VAT and Flat-Rate Entrepreneurs: When You Enter the VAT System
As a flat-rate entrepreneur, you rarely think about VAT until your business suddenly takes off and invoices start to pile up. Then comes a question that catches many people off guard: when do I have to enter the VAT system and what does that actually mean for my business? In this article we walk through the threshold, voluntary registration, and the obligations that await you once you become a VAT payer.
The threshold of 8,000,000 dinars: how it is actually calculated
The threshold for entering the VAT system is a turnover of 8,000,000 dinars. As soon as you cross it, you lose the right to flat-rate taxation and become a VAT payer. What many people confuse is the way this limit is tracked.
Unlike the flat-rate limit of 6,000,000 dinars, which is calculated per calendar year (1 Jan – 31 Dec), the VAT threshold is viewed as a rolling period of 365 consecutive days. This means that from any given day you can look back 365 days and add up the turnover. That total must never exceed 8 million. The limit, therefore, does not reset with the new year.
Turnover includes the value of issued invoices (not collected payments), with the relevant date being the date of the supply, i.e. the invoice date. Certain services provided to foreign clients (e.g. programming, consulting, and electronically supplied services) are treated separately and do not always count toward this total, so here it is always wise to check the specific case with your accountant.
Voluntary VAT registration: when it makes sense
You don’t have to wait until you cross the threshold. Even if your turnover is below 8 million, you can voluntarily register as a VAT payer. This is not mandatory, but in some situations it can pay off.
Voluntary registration most often makes sense in these cases:
- Your clients are mostly VAT payers, so the VAT you charge is not a cost to them (they can deduct it as input tax).
- You have significant purchases (equipment, software, services) with input VAT that you could deduct.
- You are planning rapid growth and want to avoid an abrupt change of system mid-year.
Important: a flat-rate entrepreneur cannot be in the VAT system and retain flat-rate status at the same time. By entering VAT (whether mandatory or voluntary) you switch to double-entry bookkeeping.
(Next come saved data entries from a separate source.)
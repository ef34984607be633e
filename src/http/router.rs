//! Request router
//!
//! Patterns have the form `[METHOD ]host?/path`. A path ending in `/` names
//! a subtree and matches every path below it; any other path matches only
//! itself. Patterns with a host take precedence over patterns without, exact
//! paths over subtrees, and longer subtrees over shorter ones.

use super::request::Request;
use super::response::ResponseWriter;
use super::server::{handler_fn, Handler};
use super::url::strip_host_port;
use super::{Error, Method, Result, Status};
use log::debug;
use std::fmt;
use std::io::Write;
use std::sync::{Arc, OnceLock, RwLock};

struct Route {
    pattern: String,
    method: Option<Method>,
    host: String,
    path: String,
    handler: Arc<dyn Handler>,
}

impl Route {
    /// 0 for no match, higher is more specific
    fn method_rank(&self, method: &Method) -> u8 {
        match &self.method {
            None => 1,
            Some(m) if m == method => 2,
            Some(Method::Get) if *method == Method::Head => 2,
            Some(_) => 0,
        }
    }
}

/// Dispatches requests to the handler registered for the most specific
/// matching pattern. Unmatched requests get `404 Not Found`.
pub struct Router {
    routes: RwLock<Vec<Route>>,
}

impl Default for Router {
    fn default() -> Self {
        Router::new()
    }
}

impl fmt::Debug for Router {
    fn fmt(&self, f: &mut fmt::Formatter<'_>) -> fmt::Result {
        let routes = self.routes.read().unwrap_or_else(|e| e.into_inner());
        f.debug_list()
            .entries(routes.iter().map(|r| r.pattern.as_str()))
            .finish()
    }
}

impl Router {
    pub fn new() -> Self {
        Router {
            routes: RwLock::new(Vec::new()),
        }
    }

    /// Register `handler` for `pattern`.
    ///
    /// Fails on a malformed pattern or one that is already registered.
    pub fn handle(&self, pattern: &str, handler: impl Handler + 'static) -> Result<()> {
        let (method, host, path) = parse_pattern(pattern)?;
        let mut routes = self.routes.write().unwrap_or_else(|e| e.into_inner());
        if routes
            .iter()
            .any(|r| r.method == method && r.host == host && r.path == path)
        {
            return Err(Error::DuplicatePattern(pattern.to_string()));
        }
        debug!("route registered: {}", pattern);
        routes.push(Route {
            pattern: pattern.to_string(),
            method,
            host,
            path,
            handler: Arc::new(handler),
        });
        Ok(())
    }

    /// Register a closure for `pattern`
    pub fn handle_func<F>(&self, pattern: &str, f: F) -> Result<()>
    where
        F: Fn(&mut ResponseWriter, &mut Request<'_>) + Send + Sync + 'static,
    {
        self.handle(pattern, handler_fn(f))
    }

    /// Look up the handler for a request to `host` and `path`, ignoring
    /// redirects. Returns the matched pattern, empty when nothing matched.
    pub fn resolve(&self, method: &Method, host: &str, path: &str) -> (Arc<dyn Handler>, String) {
        let routes = self.routes.read().unwrap_or_else(|e| e.into_inner());
        match find(&routes, method, strip_host_port(host), path) {
            Some(route) => (route.handler.clone(), route.pattern.clone()),
            None => (not_found(), String::new()),
        }
    }

    /// Handler for `req`, including the redirects to a cleaned path and
    /// from `/tree` to a registered `/tree/`.
    pub fn handler(&self, req: &Request<'_>) -> (Arc<dyn Handler>, String) {
        let host = strip_host_port(req.host());
        let path = req.url().path.as_str();
        if *req.method() == Method::Connect {
            return self.resolve(req.method(), host, path);
        }

        let cleaned = clean_path(path);
        if cleaned != path {
            return (redirect(&cleaned, &req.url().raw_query), String::new());
        }
        if self.should_redirect_to_slash(req.method(), host, path) {
            let location = format!("{}/", path);
            return (redirect(&location, &req.url().raw_query), String::new());
        }
        self.resolve(req.method(), host, path)
    }

    fn should_redirect_to_slash(&self, method: &Method, host: &str, path: &str) -> bool {
        if path.ends_with('/') {
            return false;
        }
        let routes = self.routes.read().unwrap_or_else(|e| e.into_inner());
        let exact = |p: &str| {
            routes.iter().any(|r| {
                r.path == p && (r.host.is_empty() || r.host.eq_ignore_ascii_case(host)) && r.method_rank(method) > 0
            })
        };
        !exact(path) && exact(&format!("{}/", path))
    }
}

impl Handler for Router {
    fn serve_http(&self, w: &mut ResponseWriter, req: &mut Request<'_>) {
        if req.request_uri() == "*" {
            if req.proto_at_least(1, 1) {
                w.set_close(true);
            }
            w.send_error(Status::BAD_REQUEST, "400 Bad Request");
            return;
        }
        let (handler, _) = self.handler(req);
        handler.serve_http(w, req);
    }
}

/// Process-wide router, created on first use
pub fn default_router() -> &'static Router {
    static DEFAULT: OnceLock<Router> = OnceLock::new();
    DEFAULT.get_or_init(Router::new)
}

fn parse_pattern(pattern: &str) -> Result<(Option<Method>, String, String)> {
    let invalid = || Error::InvalidPattern(pattern.to_string());
    let (method, rest) = match pattern.split_once(' ') {
        Some((method, rest)) => {
            let method = Method::from_str(method).map_err(|_| invalid())?;
            (Some(method), rest.trim_start_matches(' '))
        }
        None => (None, pattern),
    };
    let slash = rest.find('/').ok_or_else(invalid)?;
    let (host, path) = rest.split_at(slash);
    if path.contains(' ') || host.contains(' ') {
        return Err(invalid());
    }
    Ok((method, host.to_string(), path.to_string()))
}

fn find<'r>(routes: &'r [Route], method: &Method, host: &str, path: &str) -> Option<&'r Route> {
    let with_host = [host, ""];
    let hosts: &[&str] = if routes.iter().any(|r| !r.host.is_empty()) {
        &with_host
    } else {
        &with_host[1..]
    };
    for h in hosts {
        let candidates = routes
            .iter()
            .filter(|r| r.host.eq_ignore_ascii_case(h) && r.method_rank(method) > 0);
        let exact = candidates
            .clone()
            .filter(|r| r.path == path)
            .max_by_key(|r| r.method_rank(method));
        if exact.is_some() {
            return exact;
        }
        let subtree = candidates
            .filter(|r| r.path.ends_with('/') && path.starts_with(&r.path))
            .max_by_key(|r| (r.path.len(), r.method_rank(method)));
        if subtree.is_some() {
            return subtree;
        }
    }
    None
}

/// Canonical form of a request path: rooted, without `.`/`..` segments or
/// repeated slashes. A trailing slash is kept.
pub fn clean_path(path: &str) -> String {
    if path.is_empty() {
        return "/".to_string();
    }
    let mut segments: Vec<&str> = Vec::new();
    for segment in path.split('/') {
        match segment {
            "" | "." => {}
            ".." => {
                segments.pop();
            }
            s => segments.push(s),
        }
    }
    let mut cleaned = format!("/{}", segments.join("/"));
    if path.ends_with('/') && cleaned != "/" {
        cleaned.push('/');
    }
    cleaned
}

fn not_found() -> Arc<dyn Handler> {
    Arc::new(handler_fn(|w, _req| {
        w.send_error(Status::NOT_FOUND, "404 page not found")
    }))
}

fn redirect(path: &str, raw_query: &str) -> Arc<dyn Handler> {
    let mut location = path.to_string();
    if !raw_query.is_empty() {
        location.push('?');
        location.push_str(raw_query);
    }
    Arc::new(handler_fn(move |w, req| {
        w.headers_mut().set("Location", location.as_str());
        if matches!(req.method(), Method::Get | Method::Head) {
            w.headers_mut().set("Content-Type", "text/html; charset=utf-8");
            w.write_header(Status::MOVED_PERMANENTLY);
            let body = format!("<a href=\"{}\">Moved Permanently</a>.\n", location);
            let _ = w.write_all(body.as_bytes());
        } else {
            w.write_header(Status::MOVED_PERMANENTLY);
        }
    }))
}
How registration is carried out
The application for VAT registration is submitted on the EPPDV form electronically, via the Tax Administration’s ePorezi portal. In the case of mandatory registration, the application is submitted no later than the deadline for filing the first periodic tax return after the threshold has been exceeded.
From the moment you become a payer, you are required to state and calculate VAT on subsequent invoices. If on the date of registration you have stock of goods, an inventory list of goods is also submitted with the application.
Obligations of a VAT payer
Entering VAT means more serious administration than a flat-rate entrepreneur had. Here are the key obligations:
- VAT calculation on turnover at the prescribed rates: the standard rate is 20%, and the special (reduced) rate is 10% for goods and services specified by law.
- The PPPDV tax return is filed electronically, within 15 days of the end of the tax period.
- The tax period is monthly or quarterly. New payers file monthly in the current and the following calendar year; anyone who achieves turnover over 50,000,000 dinars in the previous 12 months is required to be on a monthly period.
- Double-entry bookkeeping and records (the book of received and issued invoices).
- Electronic invoicing (SEF) and recording of VAT in the electronic invoicing system within the prescribed deadlines.
In practice this means that from the day of registration you need an orderly bookkeeping process: issuing e-invoices with VAT, recording incoming and outgoing invoices, monthly or quarterly calculation, and timely filing of the return. Mistakes and delays here carry penalties, so it pays to have a system that works from day one.
Key takeaways
- The threshold for entering VAT is 8,000,000 dinars, measured over a rolling period of 365 days (not per calendar year).
- By crossing the threshold you automatically lose flat-rate status and become a VAT payer.
- Voluntary registration is possible even below the threshold; it makes sense when your clients are VAT payers or you have large input VAT.
- Registration is carried out using the EPPDV form via the ePorezi portal.
- Obligations: VAT calculation (20% / 10%), PPPDV return within 15 days of the end of the tax period, bookkeeping, and e-invoices (SEF).
Note: deadlines and thresholds change from time to time through regulations, and every situation has its own specifics. Before making concrete decisions, check the current data or contact your accountant. If you need help with entering VAT or with assessing whether voluntary registration pays off for you, get in touch.
Sources
Machine-translated (AI). The original is in Serbian.